Depois do que soubemos, o pior que podemos fazer é colocar todas as instituições de solidariedade social sob suspeita e, pior ainda, deixar cair o projecto da Rarísssimas. Mas precisamos urgentemente de distinguir as que funcionam focadas nos seus objectivos das que são usadas para proveito próprio. Como fazer isso? Teoricamente devia ser o Estado a garantir isso, através de inspecções da Segurança Social. Aliás, num país desenvolvido, no dia seguinte, logo pela manhã de segunda-feira, deveriam ter estado à porta da Casa dos Marcos os inspectores que chegaram na quarta-feira, sem esperarem por qualquer orientação de um ministro.
Um país não se pode desenvolver enquanto as suas instituições não forem fortes. Nenhum país se desenvolve dependendo apenas da coragem de quem põe em risco a sua vida pessoal e profissional, para aparecer a denunciar o que o Estado não quis fiscalizar, ou da força e coragem de jornalistas e órgãos de comunicação social. Os bons não podem ficar em silêncio, mas sem instituições nunca conseguirão vencer a corrupção.
Um dos piores males que se fez foi a partidarização da administração pública. Todas as soluções, de concursos a entidades reguladores independentes, têm-se revelado incapazes de resolver esse problema. Os governos chegam, instalam os seus “boys e girls” e uma nova era começa a reina no aparelho do Estado, frequentemente igual à anterior, mas com amigos novos. Quem se mantiver independente e tiver a desfaçatez de discordar em público será dispensado assim que houver oportunidade ou queimado em praça pública.

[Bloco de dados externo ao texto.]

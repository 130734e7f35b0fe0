//! Core services: virtual cloud networks and compute instances

use chrono::{DateTime, Utc};
use cumulus_core::ServiceError;
use serde::{Deserialize, Serialize};

use super::{
    Lifecycle, SimCloud, Step, Tracked, conflict, invalid_parameter, not_found, observe,
};

pub mod vcn_state {
    pub const PROVISIONING: &str = "PROVISIONING";
    pub const AVAILABLE: &str = "AVAILABLE";
    pub const UPDATING: &str = "UPDATING";
    pub const TERMINATING: &str = "TERMINATING";
    pub const TERMINATED: &str = "TERMINATED";
    pub const FAILED: &str = "FAILED";
}

pub mod instance_state {
    pub const PROVISIONING: &str = "PROVISIONING";
    pub const STARTING: &str = "STARTING";
    pub const RUNNING: &str = "RUNNING";
    pub const STOPPING: &str = "STOPPING";
    pub const STOPPED: &str = "STOPPED";
    pub const TERMINATING: &str = "TERMINATING";
    pub const TERMINATED: &str = "TERMINATED";
    pub const FAILED: &str = "FAILED";
}

#[derive(Debug, Clone, PartialEq, Serialize, Deserialize)]
pub struct Vcn {
    pub id: String,
    pub compartment_id: String,
    pub cidr_block: String,
    pub display_name: String,
    #[serde(default)]
    pub dns_label: Option<String>,
    pub lifecycle_state: String,
    pub time_created: DateTime<Utc>,
}

impl Lifecycle for Vcn {
    fn lifecycle_state(&self) -> &str {
        &self.lifecycle_state
    }

    fn set_lifecycle_state(&mut self, state: &str) {
        self.lifecycle_state = state.to_string();
    }
}

#[derive(Debug, Clone, PartialEq, Serialize, Deserialize)]
pub struct Instance {
    pub id: String,
    pub compartment_id: String,
    pub availability_domain: String,
    pub shape: String,
    pub display_name: String,
    #[serde(default)]
    pub subnet_id: Option<String>,
    pub lifecycle_state: String,
    /// Set when the instance ends in FAILED
    #[serde(default)]
    pub lifecycle_details: Option<String>,
    pub time_created: DateTime<Utc>,
}

impl Lifecycle for Instance {
    fn lifecycle_state(&self) -> &str {
        &self.lifecycle_state
    }

    fn set_lifecycle_state(&mut self, state: &str) {
        self.lifecycle_state = state.to_string();
    }
}

#[derive(Debug, Clone, Default, PartialEq, Serialize, Deserialize)]
pub struct CreateVcnDetails {
    pub compartment_id: String,
    pub cidr_block: String,
    pub display_name: Option<String>,
    pub dns_label: Option<String>,
}

#[derive(Debug, Clone, Default, PartialEq, Serialize, Deserialize)]
pub struct UpdateVcnDetails {
    pub display_name: Option<String>,
}

#[derive(Debug, Clone, Default, PartialEq)]
pub struct ListVcnsRequest {
    pub compartment_id: String,
    pub display_name: Option<String>,
    pub lifecycle_state: Option<String>,
    pub limit: Option<usize>,
    /// Opaque token from a previous response
    pub page: Option<String>,
}

#[derive(Debug, Clone, PartialEq)]
pub struct ListVcnsResponse {
    pub items: Vec<Vcn>,
    pub opc_next_page: Option<String>,
}

#[derive(Debug, Clone, Default, PartialEq, Serialize, Deserialize)]
pub struct LaunchInstanceDetails {
    pub compartment_id: String,
    pub availability_domain: String,
    pub shape: String,
    pub display_name: Option<String>,
    pub subnet_id: Option<String>,
}

#[derive(Debug, Clone, Default, PartialEq, Serialize, Deserialize)]
pub struct UpdateInstanceDetails {
    pub display_name: Option<String>,
    /// Changing the shape reboots the instance
    pub shape: Option<String>,
}

/// Client for the core services (networking and compute)
#[derive(Debug, Clone)]
pub struct CoreClient {
    cloud: SimCloud,
}

impl CoreClient {
    pub fn new(cloud: SimCloud) -> Self {
        Self { cloud }
    }

    // =========================================================================
    // Virtual Cloud Networks
    // =========================================================================

    pub async fn create_vcn(&self, details: CreateVcnDetails) -> Result<Vcn, ServiceError> {
        validate_cidr(&details.cidr_block)?;
        if details.compartment_id.is_empty() {
            return Err(invalid_parameter("compartmentId must be specified"));
        }

        let mut state = self.cloud.state();
        let id = state.new_id("vcn");
        let vcn = Vcn {
            id: id.clone(),
            compartment_id: details.compartment_id,
            cidr_block: details.cidr_block,
            display_name: details.display_name.unwrap_or_else(|| default_name("vcn")),
            dns_label: details.dns_label,
            lifecycle_state: vcn_state::PROVISIONING.to_string(),
            time_created: Utc::now(),
        };

        let upcoming = match state.take_failure("vcn") {
            Some(_) => state.transition(vcn_state::PROVISIONING, vcn_state::FAILED),
            None => state.transition(vcn_state::PROVISIONING, vcn_state::AVAILABLE),
        };
        state.vcns.insert(
            id,
            Tracked {
                resource: vcn.clone(),
                upcoming,
            },
        );
        log::debug!("sim: created vcn {}", vcn.id);
        Ok(vcn)
    }

    pub async fn get_vcn(&self, vcn_id: &str) -> Result<Vcn, ServiceError> {
        observe(&mut self.cloud.state().vcns, vcn_id).ok_or_else(|| not_found("Vcn", vcn_id))
    }

    pub async fn update_vcn(
        &self,
        vcn_id: &str,
        details: UpdateVcnDetails,
    ) -> Result<Vcn, ServiceError> {
        let mut state = self.cloud.state();
        let upcoming = state.transition(vcn_state::UPDATING, vcn_state::AVAILABLE);
        let tracked = state
            .vcns
            .get_mut(vcn_id)
            .ok_or_else(|| not_found("Vcn", vcn_id))?;
        require_settled(tracked, vcn_state::AVAILABLE, "Vcn")?;

        if let Some(name) = details.display_name {
            tracked.resource.display_name = name;
        }
        tracked.resource.set_lifecycle_state(vcn_state::UPDATING);
        tracked.upcoming = upcoming;
        Ok(tracked.resource.clone())
    }

    pub async fn delete_vcn(&self, vcn_id: &str) -> Result<(), ServiceError> {
        let mut state = self.cloud.state();
        let mut upcoming = state.transition(vcn_state::TERMINATING, vcn_state::TERMINATED);
        upcoming.push_back(Step::Remove);

        let instances_in_use = state.instances.values().any(|i| {
            i.resource.subnet_id.as_deref() == Some(vcn_id)
                && i.resource.lifecycle_state != instance_state::TERMINATED
        });
        let tracked = state
            .vcns
            .get_mut(vcn_id)
            .ok_or_else(|| not_found("Vcn", vcn_id))?;
        match tracked.resource.lifecycle_state.as_str() {
            vcn_state::TERMINATED => return Err(not_found("Vcn", vcn_id)),
            vcn_state::TERMINATING => {
                return Err(conflict(format!("Vcn {} is already being deleted", vcn_id)));
            }
            _ => {}
        }
        if instances_in_use {
            return Err(conflict(format!(
                "Vcn {} still has running instances attached",
                vcn_id
            )));
        }

        tracked.resource.set_lifecycle_state(vcn_state::TERMINATING);
        tracked.upcoming = upcoming;
        Ok(())
    }

    /// One page of VCNs in a compartment, oldest first
    pub async fn list_vcns(&self, request: ListVcnsRequest) -> Result<ListVcnsResponse, ServiceError> {
        let state = self.cloud.state();
        let limit = request.limit.unwrap_or(state.settings.page_size).max(1);
        let offset = match request.page.as_deref() {
            Some(token) => token
                .parse::<usize>()
                .map_err(|_| invalid_parameter(format!("invalid page token '{}'", token)))?,
            None => 0,
        };

        let mut matching: Vec<&Vcn> = state
            .vcns
            .values()
            .map(|t| &t.resource)
            .filter(|v| v.compartment_id == request.compartment_id)
            .filter(|v| {
                request
                    .display_name
                    .as_ref()
                    .is_none_or(|n| &v.display_name == n)
            })
            .filter(|v| {
                request
                    .lifecycle_state
                    .as_ref()
                    .is_none_or(|s| &v.lifecycle_state == s)
            })
            .collect();
        matching.sort_by(|a, b| a.time_created.cmp(&b.time_created).then(a.id.cmp(&b.id)));

        let end = (offset + limit).min(matching.len());
        let items = matching
            .get(offset..end)
            .unwrap_or_default()
            .iter()
            .map(|v| (*v).clone())
            .collect();
        let opc_next_page = (end < matching.len()).then(|| end.to_string());
        Ok(ListVcnsResponse {
            items,
            opc_next_page,
        })
    }

    // =========================================================================
    // Compute Instances
    // =========================================================================

    pub async fn launch_instance(
        &self,
        details: LaunchInstanceDetails,
    ) -> Result<Instance, ServiceError> {
        if details.shape.is_empty() {
            return Err(invalid_parameter("shape must be specified"));
        }

        let mut state = self.cloud.state();
        let id = state.new_id("instance");
        let failure = state.take_failure("instance");

        let mut upcoming = state.transition(instance_state::PROVISIONING, instance_state::STARTING);
        match &failure {
            Some(_) => {
                upcoming.pop_back();
                upcoming.push_back(Step::State(instance_state::FAILED.to_string()));
            }
            None => upcoming.push_back(Step::State(instance_state::RUNNING.to_string())),
        }

        let instance = Instance {
            id: id.clone(),
            compartment_id: details.compartment_id,
            availability_domain: details.availability_domain,
            shape: details.shape,
            display_name: details.display_name.unwrap_or_else(|| default_name("instance")),
            subnet_id: details.subnet_id,
            lifecycle_state: instance_state::PROVISIONING.to_string(),
            lifecycle_details: failure,
            time_created: Utc::now(),
        };
        state.instances.insert(
            id,
            Tracked {
                resource: instance.clone(),
                upcoming,
            },
        );
        log::debug!("sim: launched instance {}", instance.id);
        Ok(instance)
    }

    pub async fn get_instance(&self, instance_id: &str) -> Result<Instance, ServiceError> {
        observe(&mut self.cloud.state().instances, instance_id)
            .ok_or_else(|| not_found("Instance", instance_id))
    }

    pub async fn update_instance(
        &self,
        instance_id: &str,
        details: UpdateInstanceDetails,
    ) -> Result<Instance, ServiceError> {
        let mut state = self.cloud.state();
        let mut reboot = state.transition(instance_state::STOPPING, instance_state::STOPPED);
        reboot.push_back(Step::State(instance_state::STARTING.to_string()));
        reboot.push_back(Step::State(instance_state::RUNNING.to_string()));

        let tracked = state
            .instances
            .get_mut(instance_id)
            .ok_or_else(|| not_found("Instance", instance_id))?;
        require_settled(tracked, instance_state::RUNNING, "Instance")?;

        if let Some(name) = details.display_name {
            tracked.resource.display_name = name;
        }
        if let Some(shape) = details.shape.filter(|s| *s != tracked.resource.shape) {
            tracked.resource.shape = shape;
            tracked.resource.set_lifecycle_state(instance_state::STOPPING);
            tracked.upcoming = reboot;
        }
        Ok(tracked.resource.clone())
    }

    pub async fn terminate_instance(&self, instance_id: &str) -> Result<(), ServiceError> {
        let mut state = self.cloud.state();
        let mut upcoming = state.transition(instance_state::TERMINATING, instance_state::TERMINATED);
        upcoming.push_back(Step::Remove);

        let tracked = state
            .instances
            .get_mut(instance_id)
            .ok_or_else(|| not_found("Instance", instance_id))?;
        if tracked.resource.lifecycle_state == instance_state::TERMINATED {
            return Err(not_found("Instance", instance_id));
        }
        tracked.resource.set_lifecycle_state(instance_state::TERMINATING);
        tracked.upcoming = upcoming;
        Ok(())
    }
}

fn require_settled<T: Lifecycle>(
    tracked: &Tracked<T>,
    expected: &str,
    what: &str,
) -> Result<(), ServiceError> {
    let current = tracked.resource.lifecycle_state();
    if !tracked.is_settled() || current != expected {
        return Err(conflict(format!(
            "{} is in state {} and cannot be updated",
            what, current
        )));
    }
    Ok(())
}

fn validate_cidr(cidr: &str) -> Result<(), ServiceError> {
    let valid = cidr.split_once('/').is_some_and(|(addr, prefix)| {
        addr.split('.').filter(|o| o.parse::<u8>().is_ok()).count() == 4
            && prefix.parse::<u8>().is_ok_and(|p| p <= 32)
    });
    if valid {
        Ok(())
    } else {
        Err(invalid_parameter(format!("invalid CIDR block '{}'", cidr)))
    }
}

fn default_name(kind: &str) -> String {
    format!("{}{}", kind, Utc::now().format("%Y%m%d%H%M%S"))
}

Como as instituições já estão fracas, nada resiste a esta investida dos interesses.

A crise financeira de 2011 foi uma oportunidade perdida para mudar este estado das coisas que nos condena ao subdesenvolvimento. É neste ponto que estamos, um pouco sem esperança de ver Portugal reconstruir as instituições fortes de que precisa.